Nazareth House is a Grade II listed building in the Middlesbrough local planning authority area, England. First listed on 2 July 1976. Roman Catholic girls' school. 3 related planning applications.

Nazareth House

WRENN ID
fallow-vault-thrush
Grade
II
Local Planning Authority
Middlesbrough
Country
England
Date first listed
2 July 1976
Type
Roman Catholic girls' school
Source
Historic England listing

Description

Nazareth House is a Roman Catholic girls' school dating from 1905-1906, designed by E. Goldie of London. A chapel, constructed in 1894 by Weatherill and Whipham, is incorporated into the north-east wing.
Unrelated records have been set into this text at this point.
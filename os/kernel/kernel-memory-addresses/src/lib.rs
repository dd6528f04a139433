//! # Virtual and Physical Memory Address Types
//!
//! Strongly typed wrappers for the raw addresses the memory-management code
//! passes around.
//!
//! ## Overview
//!
//! | Type | Meaning |
//! |------|---------|
//! | [`PhysicalAddress`] | A byte address in physical memory. |
//! | [`PhysicalPage`] | The page-aligned base of one physical frame. |
//! | [`VirtualAddress`] | A byte address in a process's virtual address space. |
//! | [`VirtualPage`] | The page-aligned base of one virtual page. |
//!
//! All pages are [`PAGE_SIZE`] bytes; the kernel never maps huge pages.
//!
//! ## Typical Usage
//!
//! ```rust
//! # use kernel_memory_addresses::*;
//! let va = VirtualAddress::new(0x1234);
//! assert_eq!(va.page().base().as_u64(), 0x1000);
//! assert_eq!(va.page_offset(), 0x234);
//!
//! // A page-aligned physical address converts into a frame.
//! let frame = PhysicalPage::from_aligned(PhysicalAddress::new(0x8000_2000)).unwrap();
//! assert_eq!(frame.next().base().as_u64(), 0x8000_3000);
//!
//! assert_eq!(pages_spanning(1), 1);
//! assert_eq!(pages_spanning(PAGE_SIZE + 1), 2);
//! ```
//!
//! ## Design Notes
//!
//! - The types are `#[repr(transparent)]` over `u64` and implement `Copy`,
//!   `Eq`, `Ord`, and `Hash`.
//! - Page types can only be built aligned; [`PhysicalPage::from_aligned`]
//!   rejects unaligned input instead of silently rounding.

#![cfg_attr(not(any(test, doctest)), no_std)]
#![deny(unsafe_code)]

mod physical_address;
mod physical_page;
mod virtual_address;
mod virtual_page;

pub use kernel_info::memory::{PAGE_LEN, PAGE_SHIFT, PAGE_SIZE};
pub use physical_address::PhysicalAddress;
pub use physical_page::PhysicalPage;
pub use virtual_address::VirtualAddress;
pub use virtual_page::VirtualPage;

/// Round `x` down to a page boundary.
#[inline]
#[must_use]
pub const fn page_round_down(x: u64) -> u64 {
    x & !(PAGE_SIZE - 1)
}

/// Round `x` up to a page boundary.
///
/// `x + PAGE_SIZE - 1` must not overflow.
#[inline]
#[must_use]
pub const fn page_round_up(x: u64) -> u64 {
    (x + PAGE_SIZE - 1) & !(PAGE_SIZE - 1)
}

/// Number of pages needed to hold `len` bytes.
#[inline]
#[must_use]
pub const fn pages_spanning(len: u64) -> u64 {
    len.div_ceil(PAGE_SIZE)
}

#[cfg(test)]
mod tests {
    use super::*;

    #[test]
    fn rounding() {
        assert_eq!(page_round_down(0), 0);
        assert_eq!(page_round_down(4095), 0);
        assert_eq!(page_round_down(4096), 4096);
        assert_eq!(page_round_up(1), 4096);
        assert_eq!(page_round_up(4096), 4096);
        assert_eq!(page_round_up(4097), 8192);
    }

    #[test]
    fn spanning() {
        assert_eq!(pages_spanning(0), 0);
        assert_eq!(pages_spanning(1), 1);
        assert_eq!(pages_spanning(PAGE_SIZE), 1);
        assert_eq!(pages_spanning(3 * PAGE_SIZE + 7), 4);
    }

    #[test]
    fn physical_page_alignment() {
        assert!(PhysicalPage::from_aligned(PhysicalAddress::new(0x8000_0001)).is_none());
        let p = PhysicalPage::containing(PhysicalAddress::new(0x8000_1234));
        assert_eq!(p.base().as_u64(), 0x8000_1000);
        assert_eq!(p.number(), 0x8000_1);
        assert_eq!(PhysicalPage::from_number(p.number()), p);
    }

    #[test]
    fn virtual_page_walk() {
        let va = VirtualAddress::new(0x5000);
        let p = va.page();
        assert_eq!(p.next().base().as_u64(), 0x6000);
        assert_eq!(p.prev().map(|q| q.base().as_u64()), Some(0x4000));
        assert_eq!(VirtualPage::containing(VirtualAddress::new(0)).prev(), None);
        assert_eq!(va.checked_sub(0x1000), Some(VirtualAddress::new(0x4000)));
        assert_eq!(VirtualAddress::new(1).checked_sub(2), None);
    }
}
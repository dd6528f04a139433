use crate::{PAGE_SIZE, VirtualAddress};
use core::fmt;

/// Base of one virtual page.
///
/// ### Invariants
/// - The base is always page aligned.
#[repr(transparent)]
#[derive(Copy, Clone, Eq, PartialEq, Ord, PartialOrd, Hash)]
pub struct VirtualPage(VirtualAddress);

impl VirtualPage {
    /// The page containing `va` (aligns down).
    #[inline]
    #[must_use]
    pub const fn containing(va: VirtualAddress) -> Self {
        Self(VirtualAddress::new(va.as_u64() & !(PAGE_SIZE - 1)))
    }

    #[inline]
    #[must_use]
    pub const fn base(self) -> VirtualAddress {
        self.0
    }

    /// The page directly above this one.
    #[inline]
    #[must_use]
    pub const fn next(self) -> Self {
        Self(VirtualAddress::new(self.0.as_u64() + PAGE_SIZE))
    }

    /// The page directly below this one, or `None` for page zero.
    #[inline]
    #[must_use]
    pub const fn prev(self) -> Option<Self> {
        match self.0.checked_sub(PAGE_SIZE) {
            Some(va) => Some(Self(va)),
            None => None,
        }
    }
}

impl fmt::Display for VirtualPage {
    fn fmt(&self, f: &mut fmt::Formatter<'_>) -> fmt::Result {
        write!(f, "{}/4K", self.0)
    }
}

impl fmt::Debug for VirtualPage {
    fn fmt(&self, f: &mut fmt::Formatter<'_>) -> fmt::Result {
        write!(f, "VirtualPage({:#018X})", self.0.as_u64())
    }
}
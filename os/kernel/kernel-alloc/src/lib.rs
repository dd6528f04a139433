//! # Physical Frame Allocation
//!
//! Hands out 4 KiB physical frames and tracks how many owners share each one.
//!
//! ```text
//! kernel_end (rounded up)                                     phys_top
//! │                                                               │
//! ├──────────────┬────────────────────────────────────────────────┤
//! │ ref counts   │ allocatable frames                             │
//! │ (metadata)   │ free list: LIFO stack of frames with count 0   │
//! └──────────────┴────────────────────────────────────────────────┘
//! ```
//!
//! ## Components
//!
//! * [`frame_alloc`]: the [`FrameAllocator`] itself. A frame's count is 0
//!   exactly while it sits on the free list. [`FrameAllocator::allocate`]
//!   sets it to 1, [`FrameAllocator::add_reference`] bumps it for every
//!   additional owner (shared or copy-on-write pages), and
//!   [`FrameAllocator::release`] drops it, returning the frame once the last
//!   owner lets go.
//! * [`phys_memory`]: the [`PhysMemory`] trait through which the allocator
//!   touches frame contents, plus [`HostPhysMemory`], a byte arena standing
//!   in for RAM when running hosted.
//!
//! Freshly allocated frames are filled with [`ALLOC_JUNK`] and released
//! frames with [`FREE_JUNK`], so code that reads memory it never wrote, or
//! keeps using a frame after releasing it, sees garbage instead of stale
//! data.
//!
//! ## Usage
//!
//! ```rust
//! use kernel_alloc::{FrameAllocator, HostPhysMemory, PhysMemory};
//! use kernel_info::memory::{ALLOC_JUNK, KERNBASE, PAGE_SIZE};
//! use kernel_memory_addresses::PhysicalAddress;
//!
//! let start = PhysicalAddress::new(KERNBASE);
//! let top = start + 16 * PAGE_SIZE;
//! let memory = HostPhysMemory::new(start, 16 * PAGE_SIZE);
//! let frames = FrameAllocator::new(start, top, memory).unwrap();
//!
//! let page = frames.allocate().unwrap();
//! assert_eq!(frames.ref_count(page.base()), Some(1));
//!
//! let mut byte = [0u8; 1];
//! frames.memory().read(page.base(), &mut byte);
//! assert_eq!(byte[0], ALLOC_JUNK);
//!
//! frames.release(page.base());
//! assert_eq!(frames.ref_count(page.base()), Some(0));
//! ```
//!
//! [`ALLOC_JUNK`]: kernel_info::memory::ALLOC_JUNK
//! [`FREE_JUNK`]: kernel_info::memory::FREE_JUNK

#![cfg_attr(not(any(test, doctest)), no_std)]

extern crate alloc;

pub mod frame_alloc;
pub mod phys_memory;

pub use frame_alloc::{FrameAlloc, FrameAllocError, FrameAllocator};
pub use phys_memory::{HostPhysMemory, PhysMemory};
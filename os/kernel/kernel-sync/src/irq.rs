//! Per-context interrupt state.
//!
//! Each execution context carries an interrupt-enable flag and a nesting
//! counter. [`push_off`] disables interrupts and remembers whether they were
//! on before the outermost call; the matching [`pop_off`] restores them once
//! the nesting depth drops back to zero. Spin-lock holders keep interrupts
//! off for as long as any lock is held.

use crate::{Mutex, MutexGuard, RawLock, RawUnlock};
use core::cell::Cell;
use core::marker::PhantomData;

struct IrqState {
    enabled: Cell<bool>,
    /// Depth of `push_off` nesting.
    noff: Cell<u32>,
    /// Were interrupts enabled before the outermost `push_off`?
    intena: Cell<bool>,
}

std::thread_local! {
    static STATE: IrqState = const {
        IrqState {
            enabled: Cell::new(true),
            noff: Cell::new(0),
            intena: Cell::new(false),
        }
    };
}

/// Whether interrupts are enabled on the calling context.
#[inline]
#[must_use]
pub fn intr_get() -> bool {
    STATE.with(|s| s.enabled.get())
}

#[inline]
pub fn intr_on() {
    STATE.with(|s| s.enabled.set(true));
}

#[inline]
pub fn intr_off() {
    STATE.with(|s| s.enabled.set(false));
}

/// Current `push_off` nesting depth of the calling context.
#[inline]
#[must_use]
pub fn depth() -> u32 {
    STATE.with(|s| s.noff.get())
}

/// Disables interrupts, counting nested calls.
pub fn push_off() {
    STATE.with(|s| {
        let old = s.enabled.get();
        s.enabled.set(false);
        if s.noff.get() == 0 {
            s.intena.set(old);
        }
        s.noff.set(s.noff.get() + 1);
    });
}

/// Undoes one [`push_off`].
///
/// # Panics
/// Panics if interrupts are enabled (someone turned them on inside a
/// critical section) or if there is no matching `push_off`.
pub fn pop_off() {
    STATE.with(|s| {
        assert!(!s.enabled.get(), "pop_off: interruptible");
        let noff = s.noff.get();
        assert!(noff >= 1, "pop_off: unbalanced");
        s.noff.set(noff - 1);
        if noff == 1 && s.intena.get() {
            s.enabled.set(true);
        }
    });
}

/// RAII guard around [`push_off`]/[`pop_off`].
///
/// Bound to the context that created it.
pub struct IrqGuard {
    _not_send: PhantomData<*const ()>,
}

impl Default for IrqGuard {
    fn default() -> Self {
        Self::new()
    }
}

impl IrqGuard {
    #[inline]
    #[must_use]
    pub fn new() -> Self {
        push_off();
        Self {
            _not_send: PhantomData,
        }
    }
}

impl Drop for IrqGuard {
    fn drop(&mut self) {
        pop_off();
    }
}

/// A mutex guard that also keeps interrupts disabled while held.
///
/// Created by [`Mutex::lock_irq`]. Fields drop in declaration order, so the
/// lock is released before interrupts can come back on.
pub struct IrqMutex<'a, T, R: RawLock + RawUnlock> {
    g: MutexGuard<'a, T, R>,
    _irq: IrqGuard,
}

impl<T, R: RawLock + RawUnlock> core::ops::Deref for IrqMutex<'_, T, R> {
    type Target = T;

    fn deref(&self) -> &T {
        &self.g
    }
}

impl<T, R: RawLock + RawUnlock> core::ops::DerefMut for IrqMutex<'_, T, R> {
    fn deref_mut(&mut self) -> &mut T {
        &mut self.g
    }
}

impl<T, R: RawLock + RawUnlock> Mutex<T, R> {
    /// Acquires the mutex with interrupts disabled for the guard's lifetime.
    ///
    /// Interrupts go off before spinning starts, so a handler on this
    /// context can never find the lock taken by the code it interrupted.
    #[inline]
    pub fn lock_irq(&self) -> IrqMutex<'_, T, R> {
        let ig = IrqGuard::new();
        let g = self.lock();
        IrqMutex { g, _irq: ig }
    }

    /// Non-blocking [`Mutex::lock_irq`].
    #[inline]
    pub fn try_lock_irq(&self) -> Option<IrqMutex<'_, T, R>> {
        let ig = IrqGuard::new();
        let g = self.try_lock()?;
        Some(IrqMutex { g, _irq: ig })
    }
}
The building is now used as a home for the elderly. It is built of smooth red brick in English bond, with painted stone dressings, and has Lakeland slate roofs with a lead tower roof. The layout is roughly U-shaped, with the chapel in the north-east wing and a tower connected to the north-west wing. The architectural style is Queen Anne.
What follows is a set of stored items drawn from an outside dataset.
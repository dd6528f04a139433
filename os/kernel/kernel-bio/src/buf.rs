//! Cached buffers and the handles callers hold on them.

use alloc::boxed::Box;
use core::fmt;
use core::sync::atomic::{AtomicBool, AtomicU32, Ordering};
use kernel_info::fs::BSIZE;
use kernel_sync::{SleepMutex, SleepMutexGuard};

use crate::cache::BlockCache;

/// Device id of a buffer that has never held a block.
pub const NO_DEVICE: u32 = u32::MAX;

/// Payload of a buffer; only reachable through its sleep lock.
pub(crate) struct BufData {
    pub(crate) data: Box<[u8; BSIZE]>,
    /// `data` reflects the disk.
    pub(crate) valid: bool,
}

/// One slot of the buffer pool.
///
/// `dev`, `blockno`, `refcnt` and `recent` change only under the lock of
/// the bucket the buffer is linked into; they are atomics so they can live
/// outside any one bucket.
pub(crate) struct Buf {
    dev: AtomicU32,
    blockno: AtomicU32,
    refcnt: AtomicU32,
    /// Clock bit: set on every access, cleared by an eviction pass.
    recent: AtomicBool,
    pub(crate) lock: SleepMutex<BufData>,
}

impl Buf {
    pub(crate) fn new() -> Self {
        Self {
            dev: AtomicU32::new(NO_DEVICE),
            blockno: AtomicU32::new(0),
            refcnt: AtomicU32::new(0),
            recent: AtomicBool::new(false),
            lock: SleepMutex::new(
                "buffer",
                BufData {
                    data: Box::new([0; BSIZE]),
                    valid: false,
                },
            ),
        }
    }

    pub(crate) fn dev(&self) -> u32 {
        self.dev.load(Ordering::Relaxed)
    }

    pub(crate) fn blockno(&self) -> u32 {
        self.blockno.load(Ordering::Relaxed)
    }

    pub(crate) fn holds(&self, dev: u32, blockno: u32) -> bool {
        self.dev() == dev && self.blockno() == blockno
    }

    pub(crate) fn refcnt(&self) -> u32 {
        self.refcnt.load(Ordering::Relaxed)
    }

    pub(crate) fn is_recent(&self) -> bool {
        self.recent.load(Ordering::Relaxed)
    }

    pub(crate) fn set_recent(&self, recent: bool) {
        self.recent.store(recent, Ordering::Relaxed);
    }

    /// Another holder; marks the buffer recently used.
    pub(crate) fn acquire_ref(&self) {
        self.refcnt.fetch_add(1, Ordering::Relaxed);
        self.set_recent(true);
    }

    pub(crate) fn pin(&self) {
        self.refcnt.fetch_add(1, Ordering::Relaxed);
    }

    pub(crate) fn drop_ref(&self, op: &str) {
        let prev = self.refcnt.fetch_sub(1, Ordering::Relaxed);
        assert!(prev > 0, "{op}: buffer {}/{} has no holders", self.dev(), self.blockno());
    }

    /// Gives the buffer a new identity with one holder.
    pub(crate) fn retag(&self, dev: u32, blockno: u32) {
        self.dev.store(dev, Ordering::Relaxed);
        self.blockno.store(blockno, Ordering::Relaxed);
        self.refcnt.store(1, Ordering::Relaxed);
        self.set_recent(true);
    }
}

/// One counted reference on a buffer. Dropping it gives the reference back
/// under the buffer's bucket lock.
pub(crate) struct BufRef<'a, D> {
    pub(crate) cache: &'a BlockCache<D>,
    pub(crate) index: usize,
    op: &'static str,
}

impl<'a, D> BufRef<'a, D> {
    pub(crate) const fn new(cache: &'a BlockCache<D>, index: usize, op: &'static str) -> Self {
        Self { cache, index, op }
    }

    fn buf(&self) -> &'a Buf {
        self.cache.buf(self.index)
    }
}

impl<D> Drop for BufRef<'_, D> {
    fn drop(&mut self) {
        self.cache.unref(self.index, self.op);
    }
}

/// A buffer whose exclusive lock is held by the caller.
///
/// Dropping the guard (or passing it to [`BlockCache::release`]) releases
/// the lock, then gives up the reference.
pub struct BufGuard<'a, D> {
    // Fields drop in order: the lock goes before the reference.
    pub(crate) inner: SleepMutexGuard<'a, BufData>,
    pub(crate) held: BufRef<'a, D>,
}

impl<'a, D> BufGuard<'a, D> {
    pub(crate) const fn new(
        cache: &'a BlockCache<D>,
        index: usize,
        inner: SleepMutexGuard<'a, BufData>,
    ) -> Self {
        Self {
            inner,
            held: BufRef::new(cache, index, "brelse"),
        }
    }

    #[must_use]
    pub fn dev(&self) -> u32 {
        self.held.buf().dev()
    }

    #[must_use]
    pub fn blockno(&self) -> u32 {
        self.held.buf().blockno()
    }

    /// Whether the payload holds the block's disk content.
    #[must_use]
    pub fn is_valid(&self) -> bool {
        self.inner.valid
    }

    #[must_use]
    pub fn data(&self) -> &[u8; BSIZE] {
        &self.inner.data
    }

    pub fn data_mut(&mut self) -> &mut [u8; BSIZE] {
        &mut self.inner.data
    }
}

impl<D> fmt::Debug for BufGuard<'_, D> {
    fn fmt(&self, f: &mut fmt::Formatter<'_>) -> fmt::Result {
        f.debug_struct("BufGuard")
            .field("dev", &self.dev())
            .field("blockno", &self.blockno())
            .field("valid", &self.is_valid())
            .finish_non_exhaustive()
    }
}

/// An extra reference that keeps a buffer resident without locking it.
///
/// Dropping it, or passing it to [`BlockCache::unpin`], gives the reference
/// up again.
#[must_use = "dropping a pin unpins the buffer immediately"]
pub struct PinnedBuf<'a, D> {
    pub(crate) held: BufRef<'a, D>,
}

impl<D> PinnedBuf<'_, D> {
    #[must_use]
    pub fn dev(&self) -> u32 {
        self.held.buf().dev()
    }

    #[must_use]
    pub fn blockno(&self) -> u32 {
        self.held.buf().blockno()
    }
}

impl<D> fmt::Debug for PinnedBuf<'_, D> {
    fn fmt(&self, f: &mut fmt::Formatter<'_>) -> fmt::Result {
        f.debug_struct("PinnedBuf")
            .field("dev", &self.dev())
            .field("blockno", &self.blockno())
            .finish_non_exhaustive()
    }
}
The entrance front, two storeys high and 13 bays wide, features a slightly projecting three-bay centre with a dentilled, open-pedimented attic storey. A mock porch projects slightly, with three-panel double doors in a segmental-pedimented Roman Doric doorcase and an overlight with glazing bars. The first floor of the porch has enriched scrolled shoulders and a shaped window apron. Narrow sash windows with glazing bars, moulded sills, and gauged-brick flat arches (keyed on the first floor) flank the porch. A band runs between the floors, with chamfered quoins and a continuous moulded cornice. A mid-to-late 20th-century sun lounge extension partly obscures the ground floor on the left. The attic storey has a central niche with a fluted surround, containing a figure of the Virgin and Child. A ball-and-cross finial sits atop the pediment, and iron rainwater heads are dated 1906. Dormer windows are set into the steeply pitched, hipped roof. The tower has similar windows in the lower stages and a keyed oeil-de-boeuf in the third stage, topped by a swept ribbed hipped roof with an ogee-domed cupola containing two-bay wood arcades on each face, finished with a turned wood finial.
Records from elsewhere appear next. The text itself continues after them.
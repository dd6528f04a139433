//! # File Mappings
//!
//! A fixed pool of VMAs, each describing one range of an open file mapped
//! into one process.
//!
//! ## Placement
//!
//! Every process has a mapping cursor that starts at
//! [`MMAP_TOP`](kernel_info::memory::MMAP_TOP) and only moves down. A new
//! mapping takes whole pages directly below the cursor:
//!
//! ```text
//!            MMAP_TOP ┌──────────────┐
//!                     │  mapping #1  │
//!                     ├──────────────┤
//!                     │  mapping #2  │
//!     cursor (after)  ├──────────────┤
//!                     │      ...     │
//! ```
//!
//! Pages are not populated here; the page-fault handler backs them on first
//! touch. Unmapping therefore only writes back and releases the part of a
//! range that was actually faulted in.
//!
//! ## Locking
//!
//! Each slot sits behind its own [`SleepMutex`](kernel_sync::SleepMutex),
//! held across file write-back. Scans ([`Mmap::find_mapping`], slot
//! reservation) lock one slot at a time.
//!
//! ## Collaborators
//!
//! The page table and the file system are reached through the
//! [`AddressSpace`] and [`BackingFile`] traits.

#![cfg_attr(not(any(test, doctest)), no_std)]

extern crate alloc;

mod collab;
mod mmap;
mod vma;

pub use collab::{AddressSpace, BackingFile, Fault, FileError, Pid};
pub use mmap::{MapRequest, Mmap, MmapConfig, MmapError, Unmapped, WritebackError};
pub use vma::{Prot, Sharing, Vma, VmaHandle};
The north-west wing has a ten-bay garden front, the north-east return has two bays, and the left return has five bays. The single-storey chapel features two-light mullioned windows with cusped heads in chamfered openings under hoodmoulds. A niche in the north end contains a figure of a saint sheltered by a swept gabled hood. North-east and north-west porches and vestries are also present. The interior has been largely altered. Extensions from the mid-to-late 20th century, a sun lounge extension, extensions adjoining the rear angle of the north-west wing, the south-west corner of the tower, and the remains of a mid-19th century house adjoining the east end are not considered to be of special interest.